A próxima década é decisiva para o futuro de Portugal. Antes da pandemia covid-19, os desafios já eram enormes. Uma população a envelhecer — em 2030, cerca de 35% da população terá mais de 65 anos. Um enorme fardo de dívida pública e privada — superior a 300% do PIB. Um crescimento medíocre – ocupamos hoje o 21º lugar em PIB per capita na UE. Há três meses, o nosso futuro não parecia brilhante. Hoje, parece ainda mais sombrio. A covid-19 provocou mais um rombo na economia e um salto na dívida.

O plano de recuperação anunciado a semana passada pela Comissão Europeia traz algum alento.
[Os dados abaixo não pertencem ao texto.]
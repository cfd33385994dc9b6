//! The quorum engine: turns a client's `(key, ack, from)` request into a fan-out across
//! the replicas rendezvous hashing picks, and resolves the replies into a single answer.

use crate::placement::{rendezvous, Target};
use crate::record::Record;
use crate::replica_client::{ReplicaClient, ReplicaError};
use crate::store::{LocalStorage, StoreError};
use crate::task_watcher::TaskWatcher;
use async_trait::async_trait;
use chrono::{DateTime, Utc};
use reqwest::Client;
use std::sync::Arc;
use tokio::sync::mpsc;
use tokio::task::JoinHandle;
use url::Url;

#[derive(Debug, thiserror::Error)]
pub enum CoordinatorError {
    #[error("bad parameters: {0}")]
    BadParameters(String),

    #[error("key not found")]
    NotFound {
        /// The most recent tombstone timestamp observed, if any replica reported one.
        tombstone_at: Option<DateTime<Utc>>,
    },

    #[error("only {observed} of {required} required replicas responded")]
    NotEnoughReplicas { required: usize, observed: usize },

    #[error("internal error: {0}")]
    Internal(String),
}

/// The capability the HTTP handler depends on: quorum-aware reads and writes, plus
/// whole-node maintenance and shutdown. [`Coordinator`] is the only implementer; tests
/// call its inherent methods directly instead of substituting a fake, since the quorum
/// logic itself is what's under test.
#[async_trait]
pub trait Storage: Send + Sync {
    async fn get(&self, key: Vec<u8>, ack: usize, from_: usize, replicated: bool) -> Result<Record, CoordinatorError>;

    async fn upsert(
        &self,
        key: Vec<u8>,
        value: Option<Vec<u8>>,
        ack: usize,
        from_: usize,
        timestamp: DateTime<Utc>,
        replicated: bool,
    ) -> Result<(), CoordinatorError>;

    async fn compact(&self) -> Result<(), CoordinatorError>;
    async fn close(&self) -> Result<(), CoordinatorError>;
}

enum GetReply {
    Present(Record),
    Absent,
    Failed,
}

enum WriteReply {
    Success,
    Failed,
}

/// Everything the coordinator needs to reach every node in the cluster, including
/// itself.
pub struct Coordinator {
    local: Arc<dyn LocalStorage>,
    http: Client,
    cluster_urls: Vec<Url>,
    self_url: Option<Url>,
    watcher: Arc<TaskWatcher>,
}

impl Coordinator {
    pub fn new(
        local: Arc<dyn LocalStorage>,
        http: Client,
        cluster_urls: Vec<Url>,
        self_url: Option<Url>,
        watcher: Arc<TaskWatcher>,
    ) -> Self {
        Self {
            local,
            http,
            cluster_urls,
            self_url,
            watcher,
        }
    }

    fn targets_for(&self, key: &[u8], from_: usize, replicated: bool) -> Vec<Target> {
        if replicated {
            return vec![Target::Local];
        }
        rendezvous(key, &self.cluster_urls, self.self_url.as_ref(), from_)
    }

    fn validate_params(&self, available: usize, ack: usize, from_: usize) -> Result<(), CoordinatorError> {
        if from_ < 1 || from_ > available.max(1) {
            return Err(CoordinatorError::BadParameters(format!(
                "from must be between 1 and {}, got {from_}",
                available.max(1)
            )));
        }
        if ack < 1 || ack > from_ {
            return Err(CoordinatorError::BadParameters(format!(
                "ack must be between 1 and from ({from_}), got {ack}"
            )));
        }
        Ok(())
    }
}

#[async_trait]
impl Storage for Coordinator {
    async fn get(
        &self,
        key: Vec<u8>,
        ack: usize,
        from_: usize,
        replicated: bool,
    ) -> Result<Record, CoordinatorError> {
        let targets = self.targets_for(&key, from_, replicated);
        if !replicated {
            self.validate_params(self.cluster_urls.len().max(1), ack, from_)?;
        }

        let (tx, mut rx) = mpsc::unbounded_channel::<GetReply>();
        let mut handles: Vec<JoinHandle<()>> = Vec::with_capacity(targets.len());
        for target in targets {
            let local = self.local.clone();
            let http = self.http.clone();
            let key = key.clone();
            let tx = tx.clone();
            handles.push(tokio::spawn(async move {
                let reply = fetch_one(local, http, target, key).await;
                let _ = tx.send(reply);
            }));
        }
        drop(tx);

        let mut received = Vec::new();
        let mut successes = 0usize;
        while successes < ack {
            match rx.recv().await {
                Some(reply) => {
                    if !matches!(reply, GetReply::Failed) {
                        successes += 1;
                    }
                    received.push(reply);
                }
                None => break,
            }
        }

        for handle in handles {
            self.watcher.watch(handle);
        }

        if successes < ack {
            return Err(CoordinatorError::NotEnoughReplicas {
                required: ack,
                observed: successes,
            });
        }

        resolve_get(received)
    }

    async fn upsert(
        &self,
        key: Vec<u8>,
        value: Option<Vec<u8>>,
        ack: usize,
        from_: usize,
        timestamp: DateTime<Utc>,
        replicated: bool,
    ) -> Result<(), CoordinatorError> {
        let targets = self.targets_for(&key, from_, replicated);
        if !replicated {
            self.validate_params(self.cluster_urls.len().max(1), ack, from_)?;
        }

        let record = match &value {
            Some(v) => Record::present(v.clone(), timestamp),
            None => Record::tombstone(timestamp),
        };

        let (tx, mut rx) = mpsc::unbounded_channel::<WriteReply>();
        let mut handles: Vec<JoinHandle<()>> = Vec::with_capacity(targets.len());
        for target in targets {
            let local = self.local.clone();
            let http = self.http.clone();
            let record = record.clone();
            let key = key.clone();
            let tx = tx.clone();
            handles.push(tokio::spawn(async move {
                let reply = write_one(local, http, target, key, record).await;
                let _ = tx.send(reply);
            }));
        }
        drop(tx);

        let mut successes = 0usize;
        while successes < ack {
            match rx.recv().await {
                Some(WriteReply::Success) => successes += 1,
                Some(WriteReply::Failed) => {}
                None => break,
            }
        }

        for handle in handles {
            self.watcher.watch(handle);
        }

        if successes < ack {
            return Err(CoordinatorError::NotEnoughReplicas {
                required: ack,
                observed: successes,
            });
        }
        Ok(())
    }

    async fn compact(&self) -> Result<(), CoordinatorError> {
        self.local
            .compact()
            .await
            .map_err(|err| CoordinatorError::Internal(err.to_string()))
    }

    async fn close(&self) -> Result<(), CoordinatorError> {
        self.local
            .close()
            .await
            .map_err(|err| CoordinatorError::Internal(err.to_string()))
    }
}

async fn fetch_one(
    local: Arc<dyn LocalStorage>,
    http: Client,
    target: Target,
    key: Vec<u8>,
) -> GetReply {
    match target {
        Target::Local => match local.get(key).await {
            Ok(record) => GetReply::Present(record),
            Err(StoreError::NotFound) => GetReply::Absent,
            Err(err) => {
                tracing::warn!(error = %err, "local read failed during fan-out");
                GetReply::Failed
            }
        },
        Target::Remote(url) => {
            let client = ReplicaClient::new(url, http);
            match client.get(&key).await {
                Ok(record) => GetReply::Present(record),
                Err(ReplicaError::NotFound) => GetReply::Absent,
                Err(err) => {
                    tracing::warn!(error = %err, "replica read failed during fan-out");
                    GetReply::Failed
                }
            }
        }
    }
}

async fn write_one(
    local: Arc<dyn LocalStorage>,
    http: Client,
    target: Target,
    key: Vec<u8>,
    record: Record,
) -> WriteReply {
    match target {
        Target::Local => match local.upsert(key, record).await {
            Ok(()) => WriteReply::Success,
            Err(err) => {
                tracing::warn!(error = %err, "local write failed during fan-out");
                WriteReply::Failed
            }
        },
        Target::Remote(url) => {
            let client = ReplicaClient::new(url, http);
            let result = match &record.value {
                Some(value) => client.put(&key, value, record.timestamp).await,
                None => client.delete(&key, record.timestamp).await,
            };
            match result {
                Ok(()) => WriteReply::Success,
                Err(err) => {
                    tracing::warn!(error = %err, "replica write failed during fan-out");
                    WriteReply::Failed
                }
            }
        }
    }
}

/// Merge every reply that came back before the ack threshold was reached: tombstones
/// and present values both count as "found", a tombstone beats absence, and among
/// multiple present/tombstone replies the one with the latest timestamp wins. Ties go
/// to whichever arrived first, since replies are consumed in arrival order.
fn resolve_get(replies: Vec<GetReply>) -> Result<Record, CoordinatorError> {
    let mut winner: Option<Record> = None;
    for reply in replies {
        let candidate = match reply {
            GetReply::Present(record) => record,
            GetReply::Absent | GetReply::Failed => continue,
        };
        winner = Some(match winner {
            None => candidate,
            Some(current) if candidate.timestamp > current.timestamp => candidate,
            Some(current) if candidate.timestamp == current.timestamp
                && !candidate.is_tombstone()
                && current.is_tombstone() =>
            {
                candidate
            }
            Some(current) => current,
        });
    }

    match winner {
        Some(record) if !record.is_tombstone() => Ok(record),
        Some(record) => Err(CoordinatorError::NotFound {
            tombstone_at: Some(record.timestamp),
        }),
        None => Err(CoordinatorError::NotFound { tombstone_at: None }),
    }
}

#[cfg(test)]
mod tests {
    use super::*;
    use async_trait::async_trait;
    use std::collections::HashMap;
    use std::sync::Mutex as StdMutex;

    struct FakeStore {
        records: StdMutex<HashMap<Vec<u8>, Record>>,
    }

    impl FakeStore {
        fn new() -> Self {
            Self {
                records: StdMutex::new(HashMap::new()),
            }
        }
    }

    #[async_trait]
    impl LocalStorage for FakeStore {
        async fn get(&self, key: Vec<u8>) -> Result<Record, StoreError> {
            self.records
                .lock()
                .unwrap()
                .get(&key)
                .cloned()
                .ok_or(StoreError::NotFound)
        }

        async fn upsert(&self, key: Vec<u8>, record: Record) -> Result<(), StoreError> {
            self.records.lock().unwrap().insert(key, record);
            Ok(())
        }

        async fn compact(&self) -> Result<(), StoreError> {
            Ok(())
        }

        async fn close(&self) -> Result<(), StoreError> {
            Ok(())
        }
    }

    fn single_node_coordinator() -> Coordinator {
        let watcher = Arc::new(TaskWatcher::spawn());
        Coordinator::new(
            Arc::new(FakeStore::new()),
            Client::new(),
            Vec::new(),
            None,
            watcher,
        )
    }

    #[tokio::test]
    async fn single_node_write_then_read_round_trips() {
        let c = single_node_coordinator();
        c.upsert(b"k".to_vec(), Some(b"v".to_vec()), 1, 1, Utc::now(), false)
            .await
            .unwrap();
        let got = c.get(b"k".to_vec(), 1, 1, false).await.unwrap();
        assert_eq!(got.value, Some(b"v".to_vec()));
    }

    #[tokio::test]
    async fn missing_key_on_single_node_is_not_found() {
        let c = single_node_coordinator();
        let err = c.get(b"missing".to_vec(), 1, 1, false).await.unwrap_err();
        assert!(matches!(err, CoordinatorError::NotFound { tombstone_at: None }));
    }

    #[tokio::test]
    async fn bad_ack_from_is_rejected() {
        let c = single_node_coordinator();
        let err = c.get(b"k".to_vec(), 2, 1, false).await.unwrap_err();
        assert!(matches!(err, CoordinatorError::BadParameters(_)));
    }

    #[tokio::test]
    async fn zero_from_is_rejected() {
        let c = single_node_coordinator();
        let err = c.get(b"k".to_vec(), 1, 0, false).await.unwrap_err();
        assert!(matches!(err, CoordinatorError::BadParameters(_)));
    }

    #[test]
    fn resolve_prefers_latest_present_over_older_tombstone() {
        let older = Utc::now() - chrono::Duration::seconds(10);
        let newer = Utc::now();
        let replies = vec![
            GetReply::Present(Record::tombstone(older)),
            GetReply::Present(Record::present(b"v".to_vec(), newer)),
        ];
        let resolved = resolve_get(replies).unwrap();
        assert_eq!(resolved.value, Some(b"v".to_vec()));
    }

    #[test]
    fn resolve_prefers_latest_tombstone_over_older_present() {
        let older = Utc::now() - chrono::Duration::seconds(10);
        let newer = Utc::now();
        let replies = vec![
            GetReply::Present(Record::present(b"v".to_vec(), older)),
            GetReply::Present(Record::tombstone(newer)),
        ];
        let err = resolve_get(replies).unwrap_err();
        assert!(matches!(err, CoordinatorError::NotFound { tombstone_at: Some(_) }));
    }

    #[test]
    fn resolve_with_only_absent_and_failed_is_not_found() {
        let replies = vec![GetReply::Absent, GetReply::Failed];
        let err = resolve_get(replies).unwrap_err();
        assert!(matches!(err, CoordinatorError::NotFound { tombstone_at: None }));
    }
}
use clap::Parser;
use quorumdb::config::{Args, Command};

fn main() -> anyhow::Result<()> {
    tracing_subscriber::fmt()
        .with_env_filter(tracing_subscriber::EnvFilter::from_default_env())
        .init();

    let args = Args::parse();

    let runtime = tokio::runtime::Builder::new_current_thread()
        .enable_all()
        .build()?;

    runtime.block_on(async move {
        match args.command {
            Command::Serve(serve_args) => quorumdb::serve(serve_args).await,
            Command::Cluster(cluster_args) => quorumdb::cluster::run_cluster(cluster_args).await,
        }
    })
}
Nos próximos sete anos, Portugal pode ter acesso a cerca de 50 mil milhões de euros através do orçamento da UE – representam cerca de 25% do actual PIB português. A isto acrescem os restantes instrumentos já aprovados – do Mecanismo Europeu de Estabilidade, do Banco Europeu de Investimento e o instrumento SURE para apoio aos desempregados. Adicionalmente, os programas de compra de activos do BCE garantem baixas taxas de juro.

Não haverá tão cedo outra oportunidade para Portugal aceder a financiamento europeu em condições tão favoráveis. A próxima década é decisiva.